In Computers in biology and medicine
A deep learning pipeline was developed and used to localize and classify a variety of implants in the femur contained in whole-body post-mortem computed tomography (PMCT) scans. The results provide a proof-of-principle approach for labelling content not described in medical/autopsy reports. The pipeline, which incorporated residual networks and an autoencoder, was trained and tested using n = 450 full-body PMCT scans. For the localization component, Dice scores of 0.99, 0.96, and 0.98 and mean absolute errors of 3.2, 7.1, and 4.2 mm were obtained in the axial, coronal, and sagittal views, respectively. A regression analysis found the orientation of the implant to the scanner axis and also the relative positioning of extremities to be statistically significant factors.

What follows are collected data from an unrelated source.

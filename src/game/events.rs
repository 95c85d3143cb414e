use bevy::prelude::*;

use super::types::{Difficulty, Side};

#[derive(Debug, Clone, Copy, PartialEq, Eq)]
pub enum RoundEndCause {
    Knockout,
    TimeUp,
}

/// Notifications emitted by the match controller for the presentation and
/// audio layers. The core never waits on any of them.
#[derive(Message, Debug, Clone, PartialEq)]
pub enum GameEvent {
    RoundStarting {
        round: u32,
    },
    FightStarted {
        round: u32,
    },
    Strike {
        attacker: Side,
        blocked: bool,
    },
    RoundEnded {
        round: u32,
        winner: Side,
        cause: RoundEndCause,
    },
    GameOver {
        player_won: bool,
        rounds_won: u32,
        rounds_lost: u32,
    },
    Paused,
    Resumed,
    MatchRestarted,
    DifficultyChanged {
        difficulty: Difficulty,
    },
}
pub mod game_plugin;
pub mod ui_plugin;
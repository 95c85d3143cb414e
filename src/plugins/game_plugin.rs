use bevy::prelude::*;

use crate::config::settings::Settings;
use crate::game::{
    events::GameEvent,
    intent::{Command, Direction},
    match_controller::MatchController,
};

/// The running match. Owned by the ECS world, mutated only through the controller.
#[derive(Resource, Debug)]
pub struct ActiveMatch(pub MatchController);

pub struct GamePlugin;

impl Plugin for GamePlugin {
    fn build(&self, app: &mut App) {
        app.add_message::<GameEvent>();

        app.add_systems(Startup, setup_match);

        // One simulation tick per fixed step, then hand notifications to the ECS.
        app.add_systems(FixedUpdate, (advance_match, forward_events).chain());

        app.add_systems(
            Update,
            (read_fight_input, read_host_input, settings_reload_input).chain(),
        );
        app.add_systems(Update, log_game_events);
    }
}

// ── Startup ─────────────────────────────────────────────────────────

fn setup_match(mut commands: Commands, settings: Res<Settings>) {
    info!("Starting match at {}", settings.difficulty.display_name());
    commands.insert_resource(ActiveMatch(MatchController::new(settings.difficulty)));
}

// ── FixedUpdate ─────────────────────────────────────────────────────

fn advance_match(time: Res<Time>, active: Option<ResMut<ActiveMatch>>) {
    let Some(mut active) = active else { return; };
    active.0.tick(time.delta_secs());
}

fn forward_events(active: Option<ResMut<ActiveMatch>>, mut writer: MessageWriter<GameEvent>) {
    let Some(mut active) = active else { return; };
    for event in active.0.drain_events() {
        writer.write(event);
    }
}

// ── Input ───────────────────────────────────────────────────────────

const MOVE_KEYS: [(KeyCode, KeyCode, Direction); 4] = [
    (KeyCode::ArrowLeft, KeyCode::KeyA, Direction::Left),
    (KeyCode::ArrowRight, KeyCode::KeyD, Direction::Right),
    (KeyCode::ArrowUp, KeyCode::KeyW, Direction::Up),
    (KeyCode::ArrowDown, KeyCode::KeyS, Direction::Down),
];

/// Arrows/WASD move, B blocks, F punches, V kicks.
fn read_fight_input(keyboard: Res<ButtonInput<KeyCode>>, active: Option<ResMut<ActiveMatch>>) {
    let Some(mut active) = active else { return; };
    let controller = &mut active.0;

    for (arrow, letter, direction) in MOVE_KEYS {
        if keyboard.any_just_pressed([arrow, letter]) {
            controller.command_player(Command::Move(direction));
        }
        if keyboard.any_just_released([arrow, letter]) {
            controller.command_player(Command::StopMoving(direction));
        }
    }

    if keyboard.just_pressed(KeyCode::KeyB) {
        controller.command_player(Command::Block);
    }
    if keyboard.just_released(KeyCode::KeyB) {
        controller.command_player(Command::StopBlocking);
    }
    if keyboard.just_pressed(KeyCode::KeyF) {
        controller.command_player(Command::Punch);
    }
    if keyboard.just_pressed(KeyCode::KeyV) {
        controller.command_player(Command::Kick);
    }
}

/// Space confirms, P pauses, L cycles difficulty, K toggles effects.
fn read_host_input(
    keyboard: Res<ButtonInput<KeyCode>>,
    active: Option<ResMut<ActiveMatch>>,
    mut settings: ResMut<Settings>,
) {
    let Some(mut active) = active else { return; };
    let controller = &mut active.0;

    if keyboard.just_pressed(KeyCode::Space) {
        controller.confirm();
    }
    if keyboard.just_pressed(KeyCode::KeyP) {
        controller.toggle_pause();
    }
    if keyboard.just_pressed(KeyCode::KeyL) {
        controller.cycle_difficulty();
        settings.difficulty = controller.difficulty();
        settings.save();
    }
    if keyboard.just_pressed(KeyCode::KeyK) {
        settings.show_effects = !settings.show_effects;
        info!("Effects {}", if settings.show_effects { "on" } else { "off" });
        settings.save();
    }
}

/// Reload settings with F5 and push them into the running match.
fn settings_reload_input(
    keyboard: Res<ButtonInput<KeyCode>>,
    mut settings: ResMut<Settings>,
    mut fixed_time: ResMut<Time<Fixed>>,
    active: Option<ResMut<ActiveMatch>>,
) {
    if !keyboard.just_pressed(KeyCode::F5) {
        return;
    }
    settings.reload();
    fixed_time.set_timestep_seconds(f64::from(settings.dt));
    if let Some(mut active) = active {
        active.0.set_difficulty(settings.difficulty);
    }
}

// ── Notifications ───────────────────────────────────────────────────

/// Stand-in for the audio layer: every cue it would play is logged.
fn log_game_events(mut reader: MessageReader<GameEvent>) {
    for event in reader.read() {
        match event {
            GameEvent::Strike { attacker, blocked } => {
                let cue = if *blocked { "block" } else { "hit" };
                debug!("[Cue] {cue} ({attacker:?} attacking)");
            }
            GameEvent::FightStarted { round } => debug!("[Cue] fight (round {round})"),
            GameEvent::GameOver { player_won, .. } => {
                debug!("[Cue] {}", if *player_won { "victory" } else { "defeat" });
            }
            _ => {}
        }
    }
}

For the classification component, test cases were properly labelled as nail (N+), hip replacement (H+), knee replacement (K+) or without-implant (I-) with an accuracy >97%. The recall for I- and H+ cases was 1.00, but fell to 0.82 and 0.65 for cases with K+ and N+. This semi-automatic approach provides a generalized structure for image-based labelling of features, without requiring time-consuming segmentation.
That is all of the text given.